Tag Archives: Decline Dumbbell Press

Monday – Chest & Biceps

  • Incline Dumbbell Press (50°)
    • 60 lbs, 3 sets x 12 reps*
  • Incline Dumbbell Flyes (50°)
    • 50 lbs, 3 sets x 12 reps
  • Flat Bench Dumbbell Press
    • 60 lbs, 3 sets x 12 reps
  • Flat Bench Dumbbell Flyes
    • 50 lbs, 3 sets x 12 reps
  • Decline Dumbbell Press
    • 60 lbs, 3 sets x 12 reps
  • Decline Dumbbell Flyes
    • 50 lbs, 3 sets x 12 reps
  • Weighted Chin-up (bodyweight = 166 lbs)
    • 45 lbs x 3 reps
  • Strict Biceps Curl
    • 115 lbs, 7 sets x 1 rep

Comments:

* I finally purchased some heavier dumbbells yesterday to add to my set and was really anxious to try them out. I tried using the 70 lbs dumbbells as I could easily do 12 reps with the 60s and ended up hurting my left shoulder.
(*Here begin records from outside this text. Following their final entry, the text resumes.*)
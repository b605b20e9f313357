//! Store wrapper for interleaving tests.

use std::sync::Arc;
use std::sync::atomic::{AtomicBool, Ordering};

use async_trait::async_trait;
use chrono::{DateTime, Utc};
use tokio::sync::Notify;

use scanflow_core::{PartitionId, ScanJobId, TenantId, WorkStatus};

use super::store::{AggregationGuard, InMemoryScanStore, ScanStore, ScanStoreError, StartOutcome};
use super::types::{PartitionProgress, ScanJob, ScanPartition, ScanSummary};

/// In-memory store that can fail `start_partition` and park the next
/// aggregation right after its `load`.
#[derive(Default)]
pub(crate) struct ScriptedStore {
    pub inner: InMemoryScanStore,
    pub fail_start: AtomicBool,
    pause_next_load: AtomicBool,
    gate: Arc<Gate>,
}

#[derive(Default)]
struct Gate {
    loaded: Notify,
    resume: Notify,
}

impl ScriptedStore {
    pub fn arc() -> Arc<Self> {
        Arc::new(Self::default())
    }

    /// The next aggregation parks after `load` until [`Self::resume`].
    pub fn pause_next_load(&self) {
        self.pause_next_load.store(true, Ordering::SeqCst);
    }

    /// Wait until the parked aggregation has loaded.
    pub async fn loaded(&self) {
        self.gate.loaded.notified().await;
    }

    pub fn resume(&self) {
        self.gate.resume.notify_one();
    }
}

#[async_trait]
impl ScanStore for ScriptedStore {
    async fn create_job(&self, job: ScanJob) -> Result<ScanJobId, ScanStoreError> {
        self.inner.create_job(job).await
    }

    async fn get_job(
        &self,
        tenant_id: TenantId,
        job_id: ScanJobId,
    ) -> Result<Option<ScanJob>, ScanStoreError> {
        self.inner.get_job(tenant_id, job_id).await
    }

    async fn job_status(
        &self,
        tenant_id: TenantId,
        job_id: ScanJobId,
    ) -> Result<Option<WorkStatus>, ScanStoreError> {
        self.inner.job_status(tenant_id, job_id).await
    }

    async fn cancel_job(
        &self,
        tenant_id: TenantId,
        job_id: ScanJobId,
    ) -> Result<bool, ScanStoreError> {
        self.inner.cancel_job(tenant_id, job_id).await
    }

    async fn insert_partitions(
        &self,
        tenant_id: TenantId,
        job_id: ScanJobId,
        partitions: Vec<ScanPartition>,
    ) -> Result<(), ScanStoreError> {
        self.inner.insert_partitions(tenant_id, job_id, partitions).await
    }

    async fn get_partition(
        &self,
        tenant_id: TenantId,
        partition_id: PartitionId,
    ) -> Result<Option<ScanPartition>, ScanStoreError> {
        self.inner.get_partition(tenant_id, partition_id).await
    }

    async fn list_partitions(
        &self,
        tenant_id: TenantId,
        job_id: ScanJobId,
    ) -> Result<Vec<ScanPartition>, ScanStoreError> {
        self.inner.list_partitions(tenant_id, job_id).await
    }

    async fn start_partition(
        &self,
        tenant_id: TenantId,
        partition_id: PartitionId,
        now: DateTime<Utc>,
    ) -> Result<StartOutcome, ScanStoreError> {
        if self.fail_start.load(Ordering::SeqCst) {
            return Err(ScanStoreError::Storage("connection reset".into()));
        }
        self.inner.start_partition(tenant_id, partition_id, now).await
    }

    async fn record_progress(
        &self,
        tenant_id: TenantId,
        partition_id: PartitionId,
        progress: &PartitionProgress,
    ) -> Result<(), ScanStoreError> {
        self.inner.record_progress(tenant_id, partition_id, progress).await
    }

    async fn finish_partition(
        &self,
        tenant_id: TenantId,
        partition_id: PartitionId,
        status: WorkStatus,
        progress: &PartitionProgress,
        error: Option<&str>,
        now: DateTime<Utc>,
    ) -> Result<bool, ScanStoreError> {
        self.inner
            .finish_partition(tenant_id, partition_id, status, progress, error, now)
            .await
    }

    async fn try_begin_aggregation(
        &self,
        tenant_id: TenantId,
        job_id: ScanJobId,
    ) -> Result<Option<Box<dyn AggregationGuard>>, ScanStoreError> {
        let Some(inner) = self.inner.try_begin_aggregation(tenant_id, job_id).await? else {
            return Ok(None);
        };
        let pause = self.pause_next_load.swap(false, Ordering::SeqCst);
        Ok(Some(Box::new(ScriptedGuard {
            inner,
            gate: pause.then(|| self.gate.clone()),
        })))
    }
}

struct ScriptedGuard {
    inner: Box<dyn AggregationGuard>,
    gate: Option<Arc<Gate>>,
}

#[async_trait]
impl AggregationGuard for ScriptedGuard {
    async fn load(&mut self) -> Result<Option<(ScanJob, Vec<ScanPartition>)>, ScanStoreError> {
        let loaded = self.inner.load().await?;
        if let Some(gate) = self.gate.take() {
            gate.loaded.notify_one();
            gate.resume.notified().await;
        }
        Ok(loaded)
    }

    async fn commit(
        self: Box<Self>,
        summary: &ScanSummary,
    ) -> Result<Option<ScanSummary>, ScanStoreError> {
        self.inner.commit(summary).await
    }

    async fn release(self: Box<Self>) -> Result<(), ScanStoreError> {
        self.inner.release().await
    }
}
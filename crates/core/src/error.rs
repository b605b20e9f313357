//! Errors raised by the pure scheduler primitives.

use thiserror::Error;

/// Deterministic failure of a core primitive. Storage and I/O errors are
/// owned by the infra layer.
#[derive(Debug, Error, Clone, PartialEq, Eq)]
pub enum DomainError {
    /// A stored or transmitted status name is not one of the five lifecycle states.
    #[error("unknown work status: {0}")]
    UnknownStatus(String),

    /// `kind` names the identifier type that failed to parse.
    #[error("invalid {kind}: {reason}")]
    InvalidId { kind: &'static str, reason: String },
}
//! Infrastructure layer: job queue, scan coordination, PostgreSQL stores, config.

pub mod config;
pub mod db;
pub mod jobs;
pub mod scan;
pub mod schema;

pub use config::SchedulerConfig;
What ended up happening was that I lost control of the weight on the third rep and wrenched my arm/shoulder backwards until I heard a popping noise and the weight fell to the ground. I still continued the workout but had to use a much lighter weight then I could have used.